Rick Hough, Chairman and CEO

Great. Thanks very much Scott and we're now available for questions. Thank you.

Operator, Operator

Today's first question comes from Sumeet Mody with Piper Sandler. Please go ahead.

Sumeet Mody, Analyst

Thanks. Good morning, Rick and Scott. Just wanted to start with the OCIO business. It seems like there's been pretty nice growth since 3Q 2019. I believe it was roughly $150 million then now reaching about $500 million. Just a couple of questions here but how much did the OCIO initiative contribute to that $159 million in new client assets? And then can you talk a little bit about the impact of the lack of travel on the search environment and how that affects your expectation around the timing of kind of when you'll be able to reach a more scaled level of assets? I think you mentioned a few billion of AUM over time.

Rick Hough, Chairman and CEO

Sure. I'm not certain what the $159 million you mentioned refers to, but we began with no assets, and the OCIO business started gaining traction in the fourth quarter of 2019. We had a significant win in the second quarter of 2020 that contributed meaningfully. The reason I'm unsure is that some contributions from that mandate may have extended into what we're seeing in the third quarter. Currently, the OCIO assets amount to $550 million, and a crucial target for us is to reach $1 billion because we aim to develop this into a multi-million dollar business. Having that level of assets will enhance our opportunities for more introductions and greater recognition in the industry due to the substantial assets we hold. The search environment is quite challenging. I didn’t mention our pipeline of opportunities in my last quarterly call; it essentially stalled. However, we ended the year with an exceptionally strong pipeline, and we didn’t lose any ground—things simply did not progress. Travel complications have certainly made it difficult to connect with consultants and nurture relationships in this sector. Nevertheless, we have been increasing our client interactions and requests for consulting firm conference calls, keeping in touch with research personnel, and we are observing a rise in activity. In fact, the six-month actionable pipeline I stopped discussing a while ago is now around $780 million in the pure equity asset management aspect of the business. This figure represents a very conservative estimate of our pipeline, specifically where we are in invite-only requests or in the semifinals or finals stages for new accounts. Our overall pipeline has a high win rate. I expect that on the OCIO side, activity has slightly slowed since our win in the second quarter, largely due to when nonprofit and other Boards convene. I anticipate that activity will increase again in the fall, a pattern we have seen before. I am involved in boards that oversee endowments and foundations, and they also won’t meet on those matters until the fall. I believe this is the case for other institutions as well. Overall, we feel optimistic about the opportunities in our pipeline, but I don’t expect to see an increase until well into the third quarter.

Sumeet Mody, Analyst

Okay. Great. And just to follow up a little bit on that. I mean can you talk a little bit about the demand where it is across the product set with the institutional pipeline?

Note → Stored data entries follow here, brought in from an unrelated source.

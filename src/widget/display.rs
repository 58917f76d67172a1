use serde::Serialize;

use crate::{
    documents::{Catalog, GameEntry},
    Status,
};

/// Snapshot of the widget handed to the presentation layer.
#[derive(Serialize, Default, Clone, PartialEq, Debug)]
pub struct DisplayState {
    pub games: Catalog,
    pub loading: bool,

    /// `null` until a game is picked.
    pub selected_game: Option<GameEntry>,

    /// Whether the pick action is enabled.
    pub can_pick: bool,
}

impl DisplayState {
    /// Single line JSON document of the display contract.
    pub fn to_json(&self) -> Result<String, Status> {
        Ok(serde_json::to_string(self)?)
    }

    /// Plain text rendering of the widget.
    pub fn render(&self) -> String {
        if self.loading {
            return "Loading games...".to_owned();
        }
        if self.games.is_empty() {
            return "No games available".to_owned();
        }

        match &self.selected_game {
            Some(game) => format!(
                "{}\nView on {}: {}\nSuggested by: {}\nDate: {}",
                game.name(),
                game.storefront(),
                game.url(),
                game.username(),
                game.timestamp(),
            ),
            None => format!("{} games available", self.games.len()),
        }
    }
}
pub mod documents;
pub mod loader;
pub mod logging;
pub mod picker;
pub mod schema;
pub mod widget;

mod status;
pub use status::Status;

mod tracing;
pub use crate::tracing::Tracing;
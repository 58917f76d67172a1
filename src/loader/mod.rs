mod csv_loader;
mod extract;
mod normalize;

pub use csv_loader::*;
pub use extract::Extraction;
pub use normalize::*;
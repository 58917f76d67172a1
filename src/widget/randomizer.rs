use std::path::PathBuf;

use tokio::sync::Mutex;
use tracing::{info, instrument};

use super::{DisplayState, WidgetState};
use crate::{documents::GameEntry, loader, schema::CsvSchema};

/// A randomizer widget bound to one CSV source.
///
/// Loads are serialized: a second `load()` waits for the one in flight
/// before reading the file again.
pub struct GameRandomizer {
    source: PathBuf,
    schema: CsvSchema,
    state: Mutex<WidgetState>,
    load_lock: Mutex<()>,
}

impl GameRandomizer {
    pub fn new(source: impl Into<PathBuf>, schema: CsvSchema) -> Self {
        GameRandomizer {
            source: source.into(),
            schema,
            state: Mutex::new(WidgetState::Loading),
            load_lock: Mutex::new(()),
        }
    }

    /// (Re)loads the catalog and returns the number of games available.
    #[instrument(
        name = "randomizer::load",
        level = "trace",
        skip(self),
        fields(source = %self.source.display()),
    )]
    pub async fn load(&self) -> usize {
        let _guard = self.load_lock.lock().await;
        *self.state.lock().await = WidgetState::Loading;

        let catalog = loader::load(&self.source, &self.schema).await;
        let size = catalog.len();

        let mut state = self.state.lock().await;
        *state = std::mem::take(&mut *state).loaded(catalog);
        size
    }

    /// Selects a random game. Returns `None` while loading or when the
    /// catalog is empty.
    pub async fn pick_random_game(&self) -> Option<GameEntry> {
        let mut state = self.state.lock().await;
        *state = std::mem::take(&mut *state).pick_random_game(&mut rand::thread_rng());

        let selected = state.selected_game().cloned();
        if let Some(game) = &selected {
            info!("Picked {game}");
        }
        selected
    }

    pub async fn view(&self) -> DisplayState {
        self.state.lock().await.view()
    }
}

#[cfg(test)]
mod tests {
    use super::*;
    use crate::schema::HeuristicColumns;
    use std::{fs::File, io::Write};
    use tempdir::TempDir;

    const CSV: &str = "\
name,href,username,timestamp
Chess,https://store.steampowered.com/app/1,alice,2021-01-01
Go,https://www.gog.com/game/go,bob,2021-01-02
Hades,,carol,2021-01-03
";

    fn write_csv(dir: &TempDir, text: &str) -> PathBuf {
        let path = dir.path().join("games.csv");
        File::create(&path)
            .unwrap()
            .write_all(text.as_bytes())
            .unwrap();
        path
    }

    fn heuristic() -> CsvSchema {
        CsvSchema::Heuristic(HeuristicColumns::default())
    }

    #[tokio::test]
    async fn starts_loading() {
        let randomizer = GameRandomizer::new("games.csv", CsvSchema::default());
        assert!(randomizer.view().await.loading);
        assert_eq!(randomizer.pick_random_game().await, None);
    }

    #[tokio::test]
    async fn load_then_pick() {
        let dir = TempDir::new("randomizer").unwrap();
        let randomizer = GameRandomizer::new(write_csv(&dir, CSV), heuristic());

        assert_eq!(randomizer.load().await, 2);
        let view = randomizer.view().await;
        assert!(!view.loading);
        assert!(view.can_pick);
        assert_eq!(view.selected_game, None);

        let game = randomizer.pick_random_game().await.unwrap();
        assert!(["Chess", "Go"].contains(&game.name()));
        assert_eq!(randomizer.view().await.selected_game, Some(game));
    }

    #[tokio::test]
    async fn failed_load_is_ready_and_empty() {
        let dir = TempDir::new("randomizer").unwrap();
        let randomizer = GameRandomizer::new(dir.path().join("missing.csv"), heuristic());

        assert_eq!(randomizer.load().await, 0);
        let view = randomizer.view().await;
        assert!(!view.loading);
        assert!(!view.can_pick);
        assert_eq!(randomizer.pick_random_game().await, None);
    }

    #[tokio::test]
    async fn concurrent_loads() {
        let dir = TempDir::new("randomizer").unwrap();
        let randomizer = GameRandomizer::new(write_csv(&dir, CSV), heuristic());

        let (first, second) = tokio::join!(randomizer.load(), randomizer.load());
        assert_eq!((first, second), (2, 2));
        assert_eq!(randomizer.view().await.games.len(), 2);
    }
}
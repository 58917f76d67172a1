use serde::{Deserialize, Serialize};
use valuable::Valuable;

use crate::{log_event, logging::LogEvent};

/// A CSV row that did not make it into the catalog.
#[derive(Serialize, Deserialize, Valuable, Clone, Debug)]
pub struct RejectEvent {
    /// 1-based data row number, header excluded.
    pub row: usize,
    pub reason: RejectReason,
}

#[derive(Serialize, Deserialize, Valuable, Clone, Copy, PartialEq, Eq, Debug)]
pub enum RejectReason {
    /// Url column missing or empty.
    MissingUrl,

    /// Name missing or equal to the configured placeholder.
    PlaceholderName,

    /// None of the url candidate columns links to a known storefront.
    NoStorefrontUrl,

    /// Neither the markup column nor the url yield a usable name.
    MissingName,
}

impl RejectEvent {
    pub fn log(row: usize, reason: RejectReason) {
        log_event!(LogEvent::Reject(RejectEvent { row, reason }));
    }
}

impl std::fmt::Display for RejectReason {
    fn fmt(&self, f: &mut std::fmt::Formatter<'_>) -> std::fmt::Result {
        write!(f, "{:?}", self)
    }
}
mod column_rule;
mod csv_schema;

pub use column_rule::ColumnRule;
pub use csv_schema::*;
//! Core module - pure puzzle engine logic
//!
//! Contains the sequence algebra, the session state machine and the two
//! puzzle generators. Zero dependencies on UI, audio, or persistence; those
//! collaborators consume this module's outputs and feed it configuration.

pub mod config;
pub mod daily;
pub mod director;
pub mod ops;
pub mod rng;
pub mod session;

// Re-export commonly used types
pub use config::{BonusCondition, BonusObjective, PuzzleConfig, ScoringRules};
pub use daily::{builtin_catalog, Category, DailyGenerator};
pub use director::{DirectorConfig, ProceduralDirector};
pub use ops::Hint;
pub use rng::{hash_date, Mulberry32};
pub use session::{HistoryRecord, LevelResult, Phase, PuzzleSession, TickOutcome};
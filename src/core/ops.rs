//! Sequence operations - the pure transformation algebra
//!
//! Palindrome analysis (detection, minimum-edit DP, hint heuristics), the
//! six reversible/irreversible edits, and sequence generation. Everything
//! here is pure: edits return new sequences and perform no bounds
//! validation themselves; validation is the session's responsibility.

use crate::core::rng::Mulberry32;
use crate::types::{
    EngineError, Operation, RotateDir, Symbol, NON_PALINDROME_ATTEMPTS,
};

/// True for length 0 or 1; otherwise each symbol must equal its mirror.
pub fn is_palindrome(seq: &[Symbol]) -> bool {
    let n = seq.len();
    (0..n / 2).all(|i| seq[i] == seq[n - 1 - i])
}

/// Minimum number of single-symbol edits to make `seq` a palindrome.
///
/// Classic interval DP over substrings: `dp[i][j] = dp[i+1][j-1]` when the
/// ends match, else `1 + min(dp[i+1][j], dp[i][j-1])`. O(n^2) time and
/// space, reallocated per call; fine for the short sequences this game
/// uses. Returns 0 exactly when the sequence is already a palindrome.
pub fn min_ops_to_palindrome(seq: &[Symbol]) -> usize {
    let n = seq.len();
    if n <= 1 {
        return 0;
    }

    let mut dp = vec![vec![0usize; n]; n];
    for gap in 1..n {
        for i in 0..n - gap {
            let j = i + gap;
            dp[i][j] = if seq[i] == seq[j] {
                // gap == 1 reads the zeroed lower triangle, which is correct
                dp[i + 1][j - 1]
            } else {
                1 + dp[i + 1][j].min(dp[i][j - 1])
            };
        }
    }
    dp[0][n - 1]
}

/// A suggested next move. Heuristic, not guaranteed optimal or minimal.
#[derive(Debug, Clone, PartialEq, Eq)]
pub enum Hint {
    /// Swap the symbols at the two positions
    Swap { i: usize, j: usize },
    /// Replace the symbol at `pos` with `symbol`
    Replace { pos: usize, symbol: Symbol },
}

/// Produce one hint per mismatched mirror pair.
///
/// Greedily checks whether swapping one side's neighbour fixes the
/// mismatch; otherwise suggests replacing the right side with its mirror
/// symbol.
pub fn hints(seq: &[Symbol]) -> Vec<Hint> {
    let n = seq.len();
    let mut out = Vec::new();

    for i in 0..n / 2 {
        let j = n - 1 - i;
        if seq[i] == seq[j] {
            continue;
        }
        if i + 1 < j && seq[i + 1] == seq[j] {
            out.push(Hint::Swap { i, j: i + 1 });
        } else if j > i + 1 && seq[j - 1] == seq[i] {
            out.push(Hint::Swap { i: j - 1, j });
        } else {
            out.push(Hint::Replace {
                pos: j,
                symbol: seq[i].clone(),
            });
        }
    }
    out
}

/// Swap the symbols at `i` and `j`. Self-inverse.
pub fn apply_swap(seq: &[Symbol], i: usize, j: usize) -> Vec<Symbol> {
    let mut out = seq.to_vec();
    out.swap(i, j);
    out
}

/// Circular shift by one element within `[start, end]`.
pub fn apply_rotate(seq: &[Symbol], start: usize, end: usize, dir: RotateDir) -> Vec<Symbol> {
    let mut out = seq.to_vec();
    match dir {
        RotateDir::Left => out[start..=end].rotate_left(1),
        RotateDir::Right => out[start..=end].rotate_right(1),
    }
    out
}

/// Reverse the subrange `[start, end]`. Self-inverse.
pub fn apply_mirror(seq: &[Symbol], start: usize, end: usize) -> Vec<Symbol> {
    let mut out = seq.to_vec();
    out[start..=end].reverse();
    out
}

/// Insert `symbol` at `pos`, shifting the tail right.
pub fn apply_insert(seq: &[Symbol], pos: usize, symbol: Symbol) -> Vec<Symbol> {
    let mut out = seq.to_vec();
    out.insert(pos, symbol);
    out
}

/// Remove the symbol at `pos`.
pub fn apply_delete(seq: &[Symbol], pos: usize) -> Vec<Symbol> {
    let mut out = seq.to_vec();
    out.remove(pos);
    out
}

/// Replace the symbol at `pos` with `symbol`.
pub fn apply_replace(seq: &[Symbol], pos: usize, symbol: Symbol) -> Vec<Symbol> {
    let mut out = seq.to_vec();
    out[pos] = symbol;
    out
}

/// Exhaustive dispatch over the closed operation set.
pub fn apply(seq: &[Symbol], op: &Operation) -> Vec<Symbol> {
    match op {
        Operation::Swap { i, j } => apply_swap(seq, *i, *j),
        Operation::Rotate { start, end, dir } => apply_rotate(seq, *start, *end, *dir),
        Operation::Mirror { start, end } => apply_mirror(seq, *start, *end),
        Operation::Insert { pos, symbol } => apply_insert(seq, *pos, symbol.clone()),
        Operation::Delete { pos } => apply_delete(seq, *pos),
        Operation::Replace { pos, symbol } => apply_replace(seq, *pos, symbol.clone()),
    }
}

/// Draw a sequence of `length` symbols from `pool` that is guaranteed not
/// to be a palindrome.
///
/// Rejection-samples up to 100 attempts; if every draw happens to be a
/// palindrome, deterministically replaces the first symbol with a pool
/// symbol different from it. Always terminates.
///
/// Errors when the pool has fewer than two distinct symbols or `length`
/// is below two; both are caller contract violations.
pub fn generate_non_palindrome(
    rng: &mut Mulberry32,
    pool: &[Symbol],
    length: usize,
) -> Result<Vec<Symbol>, EngineError> {
    if length < 2 {
        return Err(EngineError::SequenceTooShort(length));
    }
    if pool.len() < 2 || pool.iter().all(|s| *s == pool[0]) {
        return Err(EngineError::DegeneratePool);
    }

    let mut candidate = Vec::new();
    for _ in 0..NON_PALINDROME_ATTEMPTS {
        candidate = (0..length).map(|_| rng.choice(pool).clone()).collect();
        if !is_palindrome(&candidate) {
            return Ok(candidate);
        }
    }

    // Fallback: a palindrome's first and last symbols match, so replacing
    // the first with anything different breaks the mirror.
    let replacement = pool
        .iter()
        .find(|s| **s != candidate[0])
        .cloned()
        .expect("pool has two distinct symbols");
    candidate[0] = replacement;
    Ok(candidate)
}

/// Scramble a known palindrome with `num_ops` random swap/rotate/mirror
/// edits to produce a solvable starting sequence.
///
/// Best-effort: the minimum operation count of the result is not
/// guaranteed to equal `num_ops`. If scrambling accidentally restores a
/// palindrome, one corrective swap of the first unequal adjacent pair is
/// applied.
pub fn scramble_palindrome(
    rng: &mut Mulberry32,
    target: &[Symbol],
    num_ops: usize,
) -> Vec<Symbol> {
    let n = target.len();
    if n < 2 {
        return target.to_vec();
    }

    let mut seq = target.to_vec();
    for _ in 0..num_ops {
        seq = match rng.next_range(0, 2) {
            0 => {
                let i = rng.next_range(0, (n - 2) as u32) as usize;
                apply_swap(&seq, i, i + 1)
            }
            1 => {
                let dir = if rng.next_f64() < 0.5 {
                    RotateDir::Left
                } else {
                    RotateDir::Right
                };
                apply_rotate(&seq, 0, n - 1, dir)
            }
            _ => {
                let start = rng.next_range(0, (n - 2) as u32) as usize;
                let end = rng.next_range((start + 1) as u32, (n - 1) as u32) as usize;
                apply_mirror(&seq, start, end)
            }
        };
    }

    if is_palindrome(&seq) {
        if let Some(i) = (0..n - 1).find(|&i| seq[i] != seq[i + 1]) {
            seq = apply_swap(&seq, i, i + 1);
        }
    }
    seq
}
#[cfg(test)]
mod tests {
    use super::*;
    use crate::core::config::{BonusCondition, BonusObjective};
    use crate::types::{symbols_of, Difficulty, OpKind, RotateDir};

    fn config(sequence: &str) -> PuzzleConfig {
        PuzzleConfig {
            level_id: "test".to_string(),
            sequence: symbols_of(sequence),
            allowed_ops: OpKind::ALL.to_vec(),
            max_operations: 5,
            time_limit: None,
            category: "letters".to_string(),
            bonus_objectives: Vec::new(),
            difficulty: Difficulty::Easy,
            target_palindrome: None,
        }
    }

    fn session(sequence: &str) -> PuzzleSession {
        PuzzleSession::new(config(sequence), ScoringRules::default())
    }

    #[test]
    fn test_new_session_copies_config() {
        let s = session("AAB");
        assert_eq!(s.sequence(), symbols_of("AAB"));
        assert_eq!(s.ops_remaining(), 5);
        assert_eq!(s.time_remaining(), None);
        assert_eq!(s.phase(), Phase::Active);
        assert!(s.history().is_empty());
    }

    #[test]
    fn test_apply_swap_adjacent() {
        let mut s = session("AAB");
        assert!(s.apply(Operation::Swap { i: 1, j: 2 }));
        assert_eq!(s.sequence(), symbols_of("ABA"));
        assert_eq!(s.ops_remaining(), 4);
        assert_eq!(s.history().len(), 1);
    }

    #[test]
    fn test_apply_rejects_non_adjacent_swap() {
        let mut s = session("AAB");
        assert!(!s.apply(Operation::Swap { i: 0, j: 2 }));
        assert_eq!(s.sequence(), symbols_of("AAB"));
        assert_eq!(s.ops_remaining(), 5);
        assert!(s.history().is_empty());
    }

    #[test]
    fn test_apply_rejects_out_of_bounds() {
        let mut s = session("AAB");
        assert!(!s.apply(Operation::Replace {
            pos: 3,
            symbol: "X".into()
        }));
        assert!(!s.apply(Operation::Swap { i: 2, j: 3 }));
        assert!(!s.apply(Operation::Mirror { start: 1, end: 3 }));
        assert_eq!(s.ops_remaining(), 5);
    }

    #[test]
    fn test_apply_rejects_disallowed_kind() {
        let mut cfg = config("AAB");
        cfg.allowed_ops = vec![OpKind::Swap];
        let mut s = PuzzleSession::new(cfg, ScoringRules::default());
        assert!(!s.apply(Operation::Delete { pos: 0 }));
        assert!(s.apply(Operation::Swap { i: 0, j: 1 }));
    }

    #[test]
    fn test_apply_rejects_when_budget_exhausted() {
        let mut cfg = config("ABCDEF");
        cfg.max_operations = 1;
        let mut s = PuzzleSession::new(cfg, ScoringRules::default());
        assert!(s.apply(Operation::Swap { i: 0, j: 1 }));
        let before = s.sequence().to_vec();
        assert!(!s.apply(Operation::Swap { i: 1, j: 2 }));
        assert_eq!(s.sequence(), before);
        assert_eq!(s.history().len(), 1);
        assert_eq!(s.ops_remaining(), 0);
    }

    #[test]
    fn test_rotate_requires_length_three() {
        let mut s = session("AB");
        assert!(!s.apply(Operation::Rotate {
            start: 0,
            end: 1,
            dir: RotateDir::Left
        }));

        let mut s = session("ABC");
        assert!(s.apply(Operation::Rotate {
            start: 0,
            end: 2,
            dir: RotateDir::Left
        }));
        assert_eq!(s.sequence(), symbols_of("BCA"));
    }

    #[test]
    fn test_insert_respects_length_cap() {
        let mut s = session("ABCDEFGHIJKLMNO");
        assert_eq!(s.sequence().len(), MAX_SEQUENCE_LEN);
        assert!(!s.apply(Operation::Insert {
            pos: 0,
            symbol: "X".into()
        }));
    }

    #[test]
    fn test_delete_requires_length_above_one() {
        let mut cfg = config("AB");
        cfg.max_operations = 5;
        let mut s = PuzzleSession::new(cfg, ScoringRules::default());
        assert!(s.apply(Operation::Delete { pos: 0 }));
        assert!(!s.apply(Operation::Delete { pos: 0 }));
        assert_eq!(s.sequence().len(), 1);
    }

    #[test]
    fn test_history_records_affected_symbol() {
        let mut s = session("AAB");
        assert!(s.apply(Operation::Delete { pos: 2 }));
        assert_eq!(s.history()[0].affected, Some("B".into()));

        assert!(s.apply(Operation::Replace {
            pos: 0,
            symbol: "C".into()
        }));
        // Replace records the overwritten symbol
        assert_eq!(s.history()[1].affected, Some("A".into()));
    }

    #[test]
    fn test_completion_makes_terminal() {
        let mut s = session("AAB");
        assert!(!s.check_completion());
        assert!(s.apply(Operation::Swap { i: 1, j: 2 }));
        assert!(s.check_completion());
        assert_eq!(s.phase(), Phase::Solved);

        // Idempotent, and terminal state rejects further operations
        assert!(s.check_completion());
        assert!(!s.apply(Operation::Swap { i: 0, j: 1 }));
    }

    #[test]
    fn test_completion_with_exact_target() {
        let mut cfg = config("AAB");
        cfg.target_palindrome = Some(symbols_of("BAB"));
        let mut s = PuzzleSession::new(cfg, ScoringRules::default());

        // ABA is a palindrome but not the required target
        assert!(s.apply(Operation::Swap { i: 1, j: 2 }));
        assert!(!s.check_completion());
        assert_eq!(s.phase(), Phase::Active);

        assert!(s.apply(Operation::Swap { i: 0, j: 1 }));
        assert!(!s.check_completion()); // BAA
        assert!(s.apply(Operation::Swap { i: 1, j: 2 }));
        assert!(s.check_completion()); // BAB
    }

    #[test]
    fn test_tick_counts_down_and_expires_once() {
        let mut cfg = config("AAB");
        cfg.time_limit = Some(3);
        let mut s = PuzzleSession::new(cfg, ScoringRules::default());

        assert_eq!(s.tick(1), TickOutcome::Running);
        assert_eq!(s.time_remaining(), Some(2));
        assert_eq!(s.tick(1), TickOutcome::Running);
        assert_eq!(s.tick(1), TickOutcome::Expired);
        assert_eq!(s.phase(), Phase::Expired);

        // Expiry fires exactly once; later ticks are terminal no-ops
        assert_eq!(s.tick(1), TickOutcome::Terminal);
        assert_eq!(s.time_remaining(), Some(0));
        assert!(!s.apply(Operation::Swap { i: 0, j: 1 }));
        assert!(!s.check_completion());
    }

    #[test]
    fn test_tick_untimed_session_never_expires() {
        let mut s = session("AAB");
        for _ in 0..100 {
            assert_eq!(s.tick(1), TickOutcome::Running);
        }
        assert_eq!(s.elapsed_seconds(), 100);
        assert_eq!(s.phase(), Phase::Active);
    }

    #[test]
    fn test_undo_restores_sequence_without_refund() {
        let mut s = session("AAB");
        assert!(s.apply(Operation::Swap { i: 1, j: 2 }));
        assert_eq!(s.ops_remaining(), 4);

        assert!(s.undo());
        assert_eq!(s.sequence(), symbols_of("AAB"));
        assert!(s.history().is_empty());
        // Budget is not refunded
        assert_eq!(s.ops_remaining(), 4);
        assert!(s.undo_used());

        // Nothing left to undo
        assert!(!s.undo());
    }

    #[test]
    fn test_result_score_solved() {
        let mut cfg = config("AAB");
        cfg.max_operations = 3;
        cfg.time_limit = Some(60);
        let mut s = PuzzleSession::new(cfg, ScoringRules::default());
        s.tick(10);
        assert!(s.apply(Operation::Swap { i: 1, j: 2 }));
        assert!(s.check_completion());

        let result = s.result();
        assert!(result.completed);
        assert!(result.is_palindrome);
        assert_eq!(result.ops_used, 1);
        assert_eq!(result.elapsed_seconds, 10);
        // (100 base + 2 unused * 10 + 50s * 2) * 1.0 easy multiplier
        assert_eq!(result.score, 220);
    }

    #[test]
    fn test_result_score_unsolved_has_no_base() {
        let cfg = config("AAB");
        let s = PuzzleSession::new(cfg, ScoringRules::default());
        let result = s.result();
        assert!(!result.completed);
        // 5 unused * 10, no base, no time budget
        assert_eq!(result.score, 50);
    }

    #[test]
    fn test_result_difficulty_multiplier() {
        let mut cfg = config("AAB");
        cfg.difficulty = Difficulty::Hard;
        cfg.max_operations = 3;
        let mut s = PuzzleSession::new(cfg, ScoringRules::default());
        assert!(s.apply(Operation::Swap { i: 1, j: 2 }));
        assert!(s.check_completion());
        // (100 + 2 * 10) * 2.0
        assert_eq!(s.result().score, 240);
    }

    #[test]
    fn test_result_bonus_objectives() {
        let mut cfg = config("AAB");
        cfg.max_operations = 3;
        cfg.bonus_objectives = vec![
            BonusObjective {
                id: "fast".to_string(),
                points: 40,
                condition: BonusCondition::SolvedWithinSeconds { seconds: 5 },
            },
            BonusObjective {
                id: "efficient".to_string(),
                points: 30,
                condition: BonusCondition::OpsUsedAtMost { ops: 1 },
            },
            BonusObjective {
                id: "clean".to_string(),
                points: 20,
                condition: BonusCondition::NoUndo,
            },
        ];
        let mut s = PuzzleSession::new(cfg, ScoringRules::default());
        assert!(s.apply(Operation::Swap { i: 1, j: 2 }));
        assert!(s.check_completion());

        let result = s.result();
        assert_eq!(
            result.satisfied_bonuses,
            vec!["fast".to_string(), "efficient".to_string(), "clean".to_string()]
        );
        // (100 + 20) * 1.0 + 40 + 30 + 20
        assert_eq!(result.score, 210);
    }

    #[test]
    fn test_result_after_expiry() {
        let mut cfg = config("AAB");
        cfg.time_limit = Some(1);
        let mut s = PuzzleSession::new(cfg, ScoringRules::default());
        assert_eq!(s.tick(1), TickOutcome::Expired);

        let result = s.result();
        assert!(!result.completed);
        assert!(!result.is_palindrome);
        assert_eq!(result.elapsed_seconds, 1);
    }
}
//! Puzzle configuration and scoring rules
//!
//! `PuzzleConfig` is produced once by a generator (or a static level table)
//! and never mutated. Scoring constants live in `ScoringRules` and are
//! injected by the caller, so balance tuning never touches session logic.

use serde::{Deserialize, Serialize};

use crate::core::session::LevelResult;
use crate::types::{Difficulty, OpKind, Symbol};

/// A fully-specified puzzle attempt
#[derive(Debug, Clone, PartialEq, Serialize, Deserialize)]
pub struct PuzzleConfig {
    pub level_id: String,
    /// Starting sequence
    pub sequence: Vec<Symbol>,
    /// Operation kinds the session will accept
    pub allowed_ops: Vec<OpKind>,
    /// Operation budget
    pub max_operations: u32,
    /// Time budget in seconds, if the puzzle is timed
    pub time_limit: Option<u32>,
    /// Display category the symbols were drawn from
    pub category: String,
    pub bonus_objectives: Vec<BonusObjective>,
    pub difficulty: Difficulty,
    /// When set, completion requires equality with this exact palindrome,
    /// not just palindromicity.
    pub target_palindrome: Option<Vec<Symbol>>,
}

impl PuzzleConfig {
    pub fn allows(&self, kind: OpKind) -> bool {
        self.allowed_ops.contains(&kind)
    }
}

/// An optional scoring objective, evaluated once against a finished attempt
#[derive(Debug, Clone, PartialEq, Serialize, Deserialize)]
pub struct BonusObjective {
    pub id: String,
    pub points: u32,
    pub condition: BonusCondition,
}

/// Bonus predicates as data. Each is pure over a `LevelResult` and captures
/// nothing but the generator's own output parameters.
#[derive(Debug, Clone, PartialEq, Serialize, Deserialize)]
#[serde(tag = "kind", rename_all = "snake_case")]
pub enum BonusCondition {
    /// Solved with elapsed time at or under the threshold
    SolvedWithinSeconds { seconds: u32 },
    /// Solved using at most this many operations
    OpsUsedAtMost { ops: u32 },
    /// Solved without ever using undo
    NoUndo,
}

impl BonusCondition {
    pub fn evaluate(&self, result: &LevelResult) -> bool {
        if !result.completed {
            return false;
        }
        match self {
            BonusCondition::SolvedWithinSeconds { seconds } => {
                result.elapsed_seconds <= *seconds
            }
            BonusCondition::OpsUsedAtMost { ops } => result.ops_used <= *ops,
            BonusCondition::NoUndo => !result.undo_used,
        }
    }
}

/// Externally injected scoring constants
#[derive(Debug, Clone, PartialEq, Serialize, Deserialize)]
pub struct ScoringRules {
    /// Awarded only when the puzzle is solved
    pub base_completion: u32,
    /// Per unused operation
    pub per_operation_bonus: u32,
    /// Per remaining second, timed puzzles only
    pub per_second_bonus: u32,
    /// Multiplier per difficulty tier, indexed by `Difficulty::index`
    pub tier_multipliers: [f64; 5],
}

impl ScoringRules {
    pub fn multiplier(&self, difficulty: Difficulty) -> f64 {
        self.tier_multipliers[difficulty.index()]
    }
}

impl Default for ScoringRules {
    fn default() -> Self {
        Self {
            base_completion: 100,
            per_operation_bonus: 10,
            per_second_bonus: 2,
            tier_multipliers: [0.5, 1.0, 1.5, 2.0, 3.0],
        }
    }
}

Rick Hough, Chairman and CEO

The demand is mostly focused in our value equity capabilities. There's some interest of course in the new growth opportunity, but our ability to bring that to market as fast as we would have liked after the acquisition has certainly been affected by this environment. The performance in our growth capabilities has been better than benchmarks. So we're well positioned for potential searches. It's just a matter of continuing to bring that to market. I'm quite confident, we'll build that pipeline. It's just a terrific team with a great capability, but their ability to market definitely was more affected by coronavirus than our already established value clients. In fact the inflows this quarter institutionally had very strong client additions. I think that's important to note. We didn't have a lot of new wins as you would surmise based on my comments with regards to the ability to travel and what's happened with the pipeline. And the fact I didn't even talk about the pipeline a quarter ago. But we had very strong inflows from institutional investors when the markets were beaten down which was really nice to see that they had that kind of confidence with us and it bodes well for our relationship in the future.

Sumeet Mody, Analyst

That's really helpful. And then one on the seasonal impacts for tax outflows in the quarter. Has that gotten mostly pushed back to the third quarter? I know you mentioned this a little bit last quarter. I just wanted to see if there was any effect there on tax.

Rick Hough, Chairman and CEO

Yes, that's a great question and insightful of you to ask because you're correct. Typically, there’s a considerable amount of headwind at the end of the first quarter or into the second quarter as people raise cash to cover significant tax payments. It's uncertain what the tax impact will be, but I think it’s prudent to note that there will be outflows in the third quarter, since most tax payments have likely been deferred until September. We've already seen some cash being raised. This cash is currently recorded as assets under management and hasn't been disbursed yet for taxes, as clients will also be making quarterly tax payments. It can be challenging for us to grasp fully since tax situations vary widely among individuals. However, I wouldn't be surprised to see the delay effect you mentioned.

Sumeet Mody, Analyst

Okay. Great. And then just one more for me. You saw a nice bump in kind of discretionary fee rate in the quarter. Can you talk about the drivers there? How should we think about that for the remainder of the year?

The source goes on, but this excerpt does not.